BEGIN Given records

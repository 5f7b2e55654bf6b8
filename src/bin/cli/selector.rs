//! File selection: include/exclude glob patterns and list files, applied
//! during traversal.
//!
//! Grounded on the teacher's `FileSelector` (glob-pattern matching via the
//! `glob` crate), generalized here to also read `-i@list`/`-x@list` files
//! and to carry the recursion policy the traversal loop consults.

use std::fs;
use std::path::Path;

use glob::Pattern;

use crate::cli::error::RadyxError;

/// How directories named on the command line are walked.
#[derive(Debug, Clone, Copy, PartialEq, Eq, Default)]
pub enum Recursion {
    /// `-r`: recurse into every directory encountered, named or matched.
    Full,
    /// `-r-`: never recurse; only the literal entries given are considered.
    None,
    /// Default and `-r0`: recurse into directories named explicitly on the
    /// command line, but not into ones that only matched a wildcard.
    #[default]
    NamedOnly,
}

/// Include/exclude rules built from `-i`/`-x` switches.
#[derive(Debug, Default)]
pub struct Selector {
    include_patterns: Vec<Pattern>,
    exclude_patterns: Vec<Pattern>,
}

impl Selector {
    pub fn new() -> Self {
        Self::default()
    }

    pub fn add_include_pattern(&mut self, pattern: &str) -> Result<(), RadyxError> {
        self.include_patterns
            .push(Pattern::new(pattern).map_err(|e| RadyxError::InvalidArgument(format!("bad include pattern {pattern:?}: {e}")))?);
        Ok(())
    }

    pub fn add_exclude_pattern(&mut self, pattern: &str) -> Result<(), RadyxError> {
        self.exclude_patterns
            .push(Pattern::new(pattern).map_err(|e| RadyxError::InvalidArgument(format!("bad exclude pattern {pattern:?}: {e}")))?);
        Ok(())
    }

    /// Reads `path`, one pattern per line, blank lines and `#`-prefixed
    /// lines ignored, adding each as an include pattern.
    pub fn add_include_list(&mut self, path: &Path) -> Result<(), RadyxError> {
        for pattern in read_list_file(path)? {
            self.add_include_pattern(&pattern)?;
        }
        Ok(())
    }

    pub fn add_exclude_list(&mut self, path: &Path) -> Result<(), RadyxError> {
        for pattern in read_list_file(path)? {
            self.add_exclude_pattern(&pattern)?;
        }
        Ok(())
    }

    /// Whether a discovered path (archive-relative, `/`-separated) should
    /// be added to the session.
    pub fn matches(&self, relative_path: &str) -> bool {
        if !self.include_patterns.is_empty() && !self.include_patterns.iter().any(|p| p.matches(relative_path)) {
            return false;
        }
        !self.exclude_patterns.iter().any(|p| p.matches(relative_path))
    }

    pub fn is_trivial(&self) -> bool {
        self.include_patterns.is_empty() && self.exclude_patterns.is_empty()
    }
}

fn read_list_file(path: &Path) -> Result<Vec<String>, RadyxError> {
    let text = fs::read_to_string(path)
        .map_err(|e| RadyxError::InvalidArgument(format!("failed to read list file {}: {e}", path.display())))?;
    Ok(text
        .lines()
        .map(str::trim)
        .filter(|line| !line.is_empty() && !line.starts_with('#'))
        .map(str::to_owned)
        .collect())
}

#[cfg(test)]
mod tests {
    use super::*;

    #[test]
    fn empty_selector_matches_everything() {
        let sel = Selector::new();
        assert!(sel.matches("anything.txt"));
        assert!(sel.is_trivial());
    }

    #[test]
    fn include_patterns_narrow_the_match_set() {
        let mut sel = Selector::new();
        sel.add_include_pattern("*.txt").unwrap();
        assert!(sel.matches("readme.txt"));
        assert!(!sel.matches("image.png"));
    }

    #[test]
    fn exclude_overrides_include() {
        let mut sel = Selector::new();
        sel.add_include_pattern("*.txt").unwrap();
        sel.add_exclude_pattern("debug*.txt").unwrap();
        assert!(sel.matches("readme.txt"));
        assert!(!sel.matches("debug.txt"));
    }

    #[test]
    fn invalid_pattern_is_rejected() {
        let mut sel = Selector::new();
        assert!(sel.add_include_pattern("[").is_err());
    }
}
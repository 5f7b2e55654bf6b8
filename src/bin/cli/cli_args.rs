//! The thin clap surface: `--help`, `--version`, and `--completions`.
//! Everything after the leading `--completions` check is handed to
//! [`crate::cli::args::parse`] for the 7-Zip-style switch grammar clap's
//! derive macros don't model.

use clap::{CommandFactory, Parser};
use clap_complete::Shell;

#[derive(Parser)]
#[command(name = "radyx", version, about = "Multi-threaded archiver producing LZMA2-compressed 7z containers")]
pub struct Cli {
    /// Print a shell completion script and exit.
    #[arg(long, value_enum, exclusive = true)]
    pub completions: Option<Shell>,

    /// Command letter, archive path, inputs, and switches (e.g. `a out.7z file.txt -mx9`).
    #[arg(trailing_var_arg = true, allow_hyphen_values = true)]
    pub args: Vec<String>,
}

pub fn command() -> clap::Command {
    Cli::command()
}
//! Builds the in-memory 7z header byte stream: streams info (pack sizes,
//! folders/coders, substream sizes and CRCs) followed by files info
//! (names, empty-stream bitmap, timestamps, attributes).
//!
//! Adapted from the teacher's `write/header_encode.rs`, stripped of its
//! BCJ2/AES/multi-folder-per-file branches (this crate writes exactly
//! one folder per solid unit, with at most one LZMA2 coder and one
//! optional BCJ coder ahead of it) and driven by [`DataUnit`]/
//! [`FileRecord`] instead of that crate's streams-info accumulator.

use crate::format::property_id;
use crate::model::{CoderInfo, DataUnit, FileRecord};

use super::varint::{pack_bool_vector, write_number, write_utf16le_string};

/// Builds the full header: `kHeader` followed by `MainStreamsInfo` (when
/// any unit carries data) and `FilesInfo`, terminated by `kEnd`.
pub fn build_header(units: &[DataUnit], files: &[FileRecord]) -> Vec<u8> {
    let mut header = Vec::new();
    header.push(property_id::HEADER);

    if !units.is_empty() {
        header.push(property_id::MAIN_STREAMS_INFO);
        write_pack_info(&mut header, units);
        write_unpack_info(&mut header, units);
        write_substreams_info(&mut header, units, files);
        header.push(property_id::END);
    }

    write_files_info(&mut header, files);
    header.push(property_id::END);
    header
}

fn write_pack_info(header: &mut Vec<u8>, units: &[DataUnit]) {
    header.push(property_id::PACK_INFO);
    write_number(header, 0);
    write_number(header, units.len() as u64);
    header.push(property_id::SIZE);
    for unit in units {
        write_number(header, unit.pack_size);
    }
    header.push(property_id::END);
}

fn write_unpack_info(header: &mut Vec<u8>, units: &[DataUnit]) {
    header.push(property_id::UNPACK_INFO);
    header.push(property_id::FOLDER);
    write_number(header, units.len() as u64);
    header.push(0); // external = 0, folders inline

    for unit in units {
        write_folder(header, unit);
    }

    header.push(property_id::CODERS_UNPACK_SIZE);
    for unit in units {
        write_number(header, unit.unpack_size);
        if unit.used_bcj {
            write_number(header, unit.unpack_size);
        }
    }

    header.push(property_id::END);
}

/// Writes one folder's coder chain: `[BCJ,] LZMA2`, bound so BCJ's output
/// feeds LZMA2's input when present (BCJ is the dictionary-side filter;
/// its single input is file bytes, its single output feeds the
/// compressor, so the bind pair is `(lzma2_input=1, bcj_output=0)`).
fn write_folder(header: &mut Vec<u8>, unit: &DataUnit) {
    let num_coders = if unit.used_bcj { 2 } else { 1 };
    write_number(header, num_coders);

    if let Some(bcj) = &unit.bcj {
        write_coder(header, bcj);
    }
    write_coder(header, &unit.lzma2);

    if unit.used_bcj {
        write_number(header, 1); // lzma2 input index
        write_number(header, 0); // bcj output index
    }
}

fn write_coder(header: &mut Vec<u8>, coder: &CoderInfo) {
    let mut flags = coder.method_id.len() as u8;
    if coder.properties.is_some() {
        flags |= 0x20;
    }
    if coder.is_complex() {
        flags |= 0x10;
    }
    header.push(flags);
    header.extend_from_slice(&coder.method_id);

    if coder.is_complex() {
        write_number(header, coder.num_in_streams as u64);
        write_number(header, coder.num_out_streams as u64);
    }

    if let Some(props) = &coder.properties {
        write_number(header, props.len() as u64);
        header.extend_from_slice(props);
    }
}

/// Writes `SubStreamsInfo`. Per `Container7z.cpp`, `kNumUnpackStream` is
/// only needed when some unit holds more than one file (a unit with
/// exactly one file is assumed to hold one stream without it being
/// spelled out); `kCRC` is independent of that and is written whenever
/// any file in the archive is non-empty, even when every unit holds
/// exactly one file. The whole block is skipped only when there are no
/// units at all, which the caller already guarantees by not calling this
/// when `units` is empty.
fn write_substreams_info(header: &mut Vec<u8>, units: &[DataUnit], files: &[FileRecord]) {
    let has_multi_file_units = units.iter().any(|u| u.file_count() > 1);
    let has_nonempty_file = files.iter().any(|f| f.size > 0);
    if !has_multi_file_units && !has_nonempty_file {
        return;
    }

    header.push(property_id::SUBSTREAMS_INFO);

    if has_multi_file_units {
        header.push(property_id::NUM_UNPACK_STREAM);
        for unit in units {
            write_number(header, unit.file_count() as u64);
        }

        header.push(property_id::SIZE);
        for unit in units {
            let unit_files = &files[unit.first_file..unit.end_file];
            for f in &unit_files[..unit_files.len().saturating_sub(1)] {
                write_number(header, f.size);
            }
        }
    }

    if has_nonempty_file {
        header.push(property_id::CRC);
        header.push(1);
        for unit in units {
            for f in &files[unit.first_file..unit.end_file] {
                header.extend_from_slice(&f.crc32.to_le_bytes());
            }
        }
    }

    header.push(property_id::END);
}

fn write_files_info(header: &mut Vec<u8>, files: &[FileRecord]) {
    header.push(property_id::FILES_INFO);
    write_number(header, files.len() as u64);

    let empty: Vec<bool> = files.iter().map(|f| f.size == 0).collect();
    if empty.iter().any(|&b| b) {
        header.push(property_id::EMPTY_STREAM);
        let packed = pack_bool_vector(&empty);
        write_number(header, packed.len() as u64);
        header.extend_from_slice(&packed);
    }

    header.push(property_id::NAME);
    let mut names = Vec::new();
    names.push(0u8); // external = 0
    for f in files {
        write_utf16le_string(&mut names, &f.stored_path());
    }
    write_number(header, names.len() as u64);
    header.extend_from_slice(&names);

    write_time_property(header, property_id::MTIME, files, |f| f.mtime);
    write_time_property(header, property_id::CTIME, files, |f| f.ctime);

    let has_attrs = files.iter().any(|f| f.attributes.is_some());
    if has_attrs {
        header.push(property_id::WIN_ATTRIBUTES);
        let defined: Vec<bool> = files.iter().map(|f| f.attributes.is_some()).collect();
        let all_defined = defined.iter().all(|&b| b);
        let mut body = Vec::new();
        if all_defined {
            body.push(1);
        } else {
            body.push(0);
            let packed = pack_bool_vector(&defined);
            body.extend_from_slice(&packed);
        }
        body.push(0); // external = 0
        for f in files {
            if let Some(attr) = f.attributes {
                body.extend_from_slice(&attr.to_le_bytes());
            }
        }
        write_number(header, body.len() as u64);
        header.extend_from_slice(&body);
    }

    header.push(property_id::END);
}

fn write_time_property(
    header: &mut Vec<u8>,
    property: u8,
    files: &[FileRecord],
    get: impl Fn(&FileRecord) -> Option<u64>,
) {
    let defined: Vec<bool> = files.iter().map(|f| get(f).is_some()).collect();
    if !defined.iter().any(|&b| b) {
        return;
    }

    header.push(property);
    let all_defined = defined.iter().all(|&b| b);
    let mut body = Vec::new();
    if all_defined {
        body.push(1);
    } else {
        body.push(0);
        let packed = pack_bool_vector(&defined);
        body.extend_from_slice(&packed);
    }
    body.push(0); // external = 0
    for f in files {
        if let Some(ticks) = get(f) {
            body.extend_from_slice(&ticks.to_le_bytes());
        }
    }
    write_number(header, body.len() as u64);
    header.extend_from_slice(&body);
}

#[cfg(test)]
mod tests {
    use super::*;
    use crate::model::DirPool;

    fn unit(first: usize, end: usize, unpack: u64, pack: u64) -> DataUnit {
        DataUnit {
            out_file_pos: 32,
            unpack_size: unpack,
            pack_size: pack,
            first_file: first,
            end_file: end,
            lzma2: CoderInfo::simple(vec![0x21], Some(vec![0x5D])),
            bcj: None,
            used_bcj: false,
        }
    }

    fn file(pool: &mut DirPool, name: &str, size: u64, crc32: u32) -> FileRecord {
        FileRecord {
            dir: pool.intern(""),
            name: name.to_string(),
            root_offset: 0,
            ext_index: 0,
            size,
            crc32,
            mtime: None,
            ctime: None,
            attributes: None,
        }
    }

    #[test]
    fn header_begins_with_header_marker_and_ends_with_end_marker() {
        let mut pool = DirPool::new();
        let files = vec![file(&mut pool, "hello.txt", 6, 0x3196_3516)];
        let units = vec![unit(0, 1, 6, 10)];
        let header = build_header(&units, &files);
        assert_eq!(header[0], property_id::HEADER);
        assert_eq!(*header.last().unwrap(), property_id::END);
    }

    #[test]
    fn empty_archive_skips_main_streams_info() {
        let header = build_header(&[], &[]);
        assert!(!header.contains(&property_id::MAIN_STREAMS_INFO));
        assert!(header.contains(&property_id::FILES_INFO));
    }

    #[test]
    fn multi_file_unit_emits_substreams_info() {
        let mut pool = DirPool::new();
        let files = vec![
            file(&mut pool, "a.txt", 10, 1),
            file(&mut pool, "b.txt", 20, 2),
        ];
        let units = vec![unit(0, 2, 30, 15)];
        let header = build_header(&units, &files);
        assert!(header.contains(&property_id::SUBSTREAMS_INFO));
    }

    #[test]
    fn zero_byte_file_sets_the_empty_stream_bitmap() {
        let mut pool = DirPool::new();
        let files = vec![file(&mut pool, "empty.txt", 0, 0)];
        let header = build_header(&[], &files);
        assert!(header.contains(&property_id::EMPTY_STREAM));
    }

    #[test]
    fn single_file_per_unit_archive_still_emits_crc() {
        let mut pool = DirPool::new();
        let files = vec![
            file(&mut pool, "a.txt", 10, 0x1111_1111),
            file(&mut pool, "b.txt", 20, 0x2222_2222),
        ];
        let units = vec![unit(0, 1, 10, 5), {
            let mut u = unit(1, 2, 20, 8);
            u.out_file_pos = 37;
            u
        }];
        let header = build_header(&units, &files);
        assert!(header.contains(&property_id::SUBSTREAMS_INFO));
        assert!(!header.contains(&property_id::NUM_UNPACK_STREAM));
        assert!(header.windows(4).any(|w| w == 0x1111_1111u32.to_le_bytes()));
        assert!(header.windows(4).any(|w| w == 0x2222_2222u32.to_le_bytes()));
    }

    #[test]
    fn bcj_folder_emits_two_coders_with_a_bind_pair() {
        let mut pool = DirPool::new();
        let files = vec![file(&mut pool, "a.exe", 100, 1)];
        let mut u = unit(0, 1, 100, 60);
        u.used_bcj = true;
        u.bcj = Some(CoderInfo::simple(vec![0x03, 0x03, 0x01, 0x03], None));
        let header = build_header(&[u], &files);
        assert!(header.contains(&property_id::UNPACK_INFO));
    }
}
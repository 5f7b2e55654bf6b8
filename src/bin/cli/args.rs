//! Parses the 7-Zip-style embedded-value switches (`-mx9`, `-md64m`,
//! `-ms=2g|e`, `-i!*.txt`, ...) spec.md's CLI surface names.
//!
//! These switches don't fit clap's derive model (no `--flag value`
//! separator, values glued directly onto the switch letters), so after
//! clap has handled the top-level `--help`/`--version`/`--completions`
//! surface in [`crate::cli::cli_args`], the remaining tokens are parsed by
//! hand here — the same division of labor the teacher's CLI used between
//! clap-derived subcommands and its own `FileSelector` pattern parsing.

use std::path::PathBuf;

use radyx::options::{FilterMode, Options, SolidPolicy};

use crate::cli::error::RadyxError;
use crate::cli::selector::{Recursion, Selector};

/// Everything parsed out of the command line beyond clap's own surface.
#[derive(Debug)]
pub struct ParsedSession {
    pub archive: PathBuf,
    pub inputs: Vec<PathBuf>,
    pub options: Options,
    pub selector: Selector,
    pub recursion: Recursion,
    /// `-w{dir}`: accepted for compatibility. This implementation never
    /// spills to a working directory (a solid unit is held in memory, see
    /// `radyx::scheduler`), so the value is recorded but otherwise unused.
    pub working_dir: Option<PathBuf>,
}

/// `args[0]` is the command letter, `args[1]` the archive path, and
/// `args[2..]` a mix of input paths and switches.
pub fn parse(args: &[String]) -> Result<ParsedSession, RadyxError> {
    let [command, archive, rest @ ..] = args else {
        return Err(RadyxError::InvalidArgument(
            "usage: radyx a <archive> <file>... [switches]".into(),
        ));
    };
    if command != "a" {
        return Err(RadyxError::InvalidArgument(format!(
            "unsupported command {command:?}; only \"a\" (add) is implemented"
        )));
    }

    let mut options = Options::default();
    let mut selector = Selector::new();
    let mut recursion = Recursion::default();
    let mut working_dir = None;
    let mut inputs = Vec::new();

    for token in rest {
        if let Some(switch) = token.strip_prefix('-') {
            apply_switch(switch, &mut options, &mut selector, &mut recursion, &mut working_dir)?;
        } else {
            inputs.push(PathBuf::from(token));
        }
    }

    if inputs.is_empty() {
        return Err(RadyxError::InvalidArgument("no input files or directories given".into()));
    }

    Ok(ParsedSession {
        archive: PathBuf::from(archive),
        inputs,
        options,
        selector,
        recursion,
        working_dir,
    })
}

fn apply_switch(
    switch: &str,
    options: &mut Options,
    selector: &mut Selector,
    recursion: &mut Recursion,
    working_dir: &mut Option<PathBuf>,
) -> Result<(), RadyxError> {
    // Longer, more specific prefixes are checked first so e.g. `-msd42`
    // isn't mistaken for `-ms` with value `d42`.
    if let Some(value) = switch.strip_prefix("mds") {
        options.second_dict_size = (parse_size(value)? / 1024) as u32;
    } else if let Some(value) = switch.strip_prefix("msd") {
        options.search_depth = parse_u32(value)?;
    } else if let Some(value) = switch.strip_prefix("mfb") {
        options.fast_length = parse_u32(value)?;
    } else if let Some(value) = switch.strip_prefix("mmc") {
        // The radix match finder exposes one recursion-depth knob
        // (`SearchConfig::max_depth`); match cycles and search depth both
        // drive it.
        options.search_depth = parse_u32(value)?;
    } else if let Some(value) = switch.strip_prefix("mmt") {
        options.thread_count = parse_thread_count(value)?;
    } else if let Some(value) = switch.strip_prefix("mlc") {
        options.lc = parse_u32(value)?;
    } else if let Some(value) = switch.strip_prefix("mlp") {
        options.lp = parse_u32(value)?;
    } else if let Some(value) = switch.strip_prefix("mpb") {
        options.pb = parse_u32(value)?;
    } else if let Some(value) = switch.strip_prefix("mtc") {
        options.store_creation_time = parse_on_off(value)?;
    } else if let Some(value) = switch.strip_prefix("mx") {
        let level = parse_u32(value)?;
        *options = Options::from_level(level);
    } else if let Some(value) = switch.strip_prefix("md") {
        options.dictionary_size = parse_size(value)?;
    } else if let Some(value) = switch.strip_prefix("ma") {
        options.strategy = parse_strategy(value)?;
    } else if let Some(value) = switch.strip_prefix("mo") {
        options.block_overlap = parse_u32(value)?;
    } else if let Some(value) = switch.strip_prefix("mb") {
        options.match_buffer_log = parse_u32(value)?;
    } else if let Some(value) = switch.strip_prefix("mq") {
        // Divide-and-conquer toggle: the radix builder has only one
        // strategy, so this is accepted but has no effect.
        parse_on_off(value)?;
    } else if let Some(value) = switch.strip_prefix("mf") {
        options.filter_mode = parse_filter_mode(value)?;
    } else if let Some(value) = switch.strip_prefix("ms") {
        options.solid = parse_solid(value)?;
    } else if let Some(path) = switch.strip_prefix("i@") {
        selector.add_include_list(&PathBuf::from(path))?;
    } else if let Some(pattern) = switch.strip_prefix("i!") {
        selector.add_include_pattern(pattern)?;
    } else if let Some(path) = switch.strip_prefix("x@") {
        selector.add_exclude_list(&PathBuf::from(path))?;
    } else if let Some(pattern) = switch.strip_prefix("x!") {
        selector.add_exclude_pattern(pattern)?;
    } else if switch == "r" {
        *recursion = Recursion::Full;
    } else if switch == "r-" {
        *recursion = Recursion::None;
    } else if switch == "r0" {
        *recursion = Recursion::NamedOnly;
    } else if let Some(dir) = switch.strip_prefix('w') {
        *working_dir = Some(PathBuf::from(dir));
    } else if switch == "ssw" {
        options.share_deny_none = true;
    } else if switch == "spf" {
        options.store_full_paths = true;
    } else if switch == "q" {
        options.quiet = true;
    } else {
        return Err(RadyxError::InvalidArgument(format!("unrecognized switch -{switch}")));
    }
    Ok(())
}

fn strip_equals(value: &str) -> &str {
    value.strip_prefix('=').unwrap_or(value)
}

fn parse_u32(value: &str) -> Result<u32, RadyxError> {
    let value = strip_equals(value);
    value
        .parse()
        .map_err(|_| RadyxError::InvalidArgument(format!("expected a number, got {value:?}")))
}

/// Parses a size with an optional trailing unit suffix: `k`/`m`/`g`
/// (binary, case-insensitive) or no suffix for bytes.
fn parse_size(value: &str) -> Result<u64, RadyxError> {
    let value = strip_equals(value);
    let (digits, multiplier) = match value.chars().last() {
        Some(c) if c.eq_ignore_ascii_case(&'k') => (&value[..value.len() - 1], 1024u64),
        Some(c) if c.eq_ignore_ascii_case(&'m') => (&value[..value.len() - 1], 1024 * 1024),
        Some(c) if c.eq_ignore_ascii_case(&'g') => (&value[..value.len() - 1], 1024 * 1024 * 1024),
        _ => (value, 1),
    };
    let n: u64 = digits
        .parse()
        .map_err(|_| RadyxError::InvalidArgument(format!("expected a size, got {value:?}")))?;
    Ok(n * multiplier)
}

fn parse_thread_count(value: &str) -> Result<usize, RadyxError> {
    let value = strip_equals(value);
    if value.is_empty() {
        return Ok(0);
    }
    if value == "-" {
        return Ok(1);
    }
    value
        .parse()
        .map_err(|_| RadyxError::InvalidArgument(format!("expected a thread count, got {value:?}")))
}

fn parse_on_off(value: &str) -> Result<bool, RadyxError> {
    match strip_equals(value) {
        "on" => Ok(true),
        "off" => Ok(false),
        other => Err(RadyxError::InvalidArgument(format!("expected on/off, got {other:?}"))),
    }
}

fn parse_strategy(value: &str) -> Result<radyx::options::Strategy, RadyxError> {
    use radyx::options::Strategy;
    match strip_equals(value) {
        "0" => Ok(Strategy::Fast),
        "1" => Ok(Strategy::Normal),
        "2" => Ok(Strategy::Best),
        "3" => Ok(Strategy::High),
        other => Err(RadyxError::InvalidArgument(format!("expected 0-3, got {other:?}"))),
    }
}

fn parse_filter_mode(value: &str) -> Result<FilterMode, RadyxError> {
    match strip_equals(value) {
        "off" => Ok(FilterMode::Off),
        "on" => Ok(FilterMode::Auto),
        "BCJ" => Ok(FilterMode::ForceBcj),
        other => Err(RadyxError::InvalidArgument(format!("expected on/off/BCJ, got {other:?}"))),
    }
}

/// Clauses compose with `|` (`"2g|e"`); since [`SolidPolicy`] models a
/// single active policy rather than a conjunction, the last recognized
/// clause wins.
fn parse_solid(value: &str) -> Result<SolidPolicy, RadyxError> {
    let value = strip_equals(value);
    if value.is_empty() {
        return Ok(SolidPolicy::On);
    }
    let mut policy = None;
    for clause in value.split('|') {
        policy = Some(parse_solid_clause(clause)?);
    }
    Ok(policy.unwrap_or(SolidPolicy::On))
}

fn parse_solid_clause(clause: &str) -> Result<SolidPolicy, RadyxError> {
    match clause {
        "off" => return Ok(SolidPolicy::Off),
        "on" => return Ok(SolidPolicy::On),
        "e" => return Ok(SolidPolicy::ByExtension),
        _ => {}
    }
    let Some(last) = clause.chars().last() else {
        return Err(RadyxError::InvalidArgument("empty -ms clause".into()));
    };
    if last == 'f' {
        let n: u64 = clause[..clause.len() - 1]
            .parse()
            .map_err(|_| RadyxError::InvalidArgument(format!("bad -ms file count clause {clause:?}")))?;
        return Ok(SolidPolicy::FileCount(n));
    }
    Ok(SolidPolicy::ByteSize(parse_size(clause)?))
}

END Given records

**Problem:** Output the first line of the entries above and every line after it, exactly as written, ending with the line that contains "line are walked.".

**Task result:**
repository 5f7b2e55654bf6b8
filename src/bin/cli/selector.rs
//! File selection: include/exclude glob patterns and list files, applied
//! during traversal.
//!
//! Grounded on the teacher's `FileSelector` (glob-pattern matching via the
//! `glob` crate), generalized here to also read `-i@list`/`-x@list` files
//! and to carry the recursion policy the traversal loop consults.

use std::fs;
use std::path::Path;

use glob::Pattern;

use crate::cli::error::RadyxError;

/// How directories named on the command line are walked.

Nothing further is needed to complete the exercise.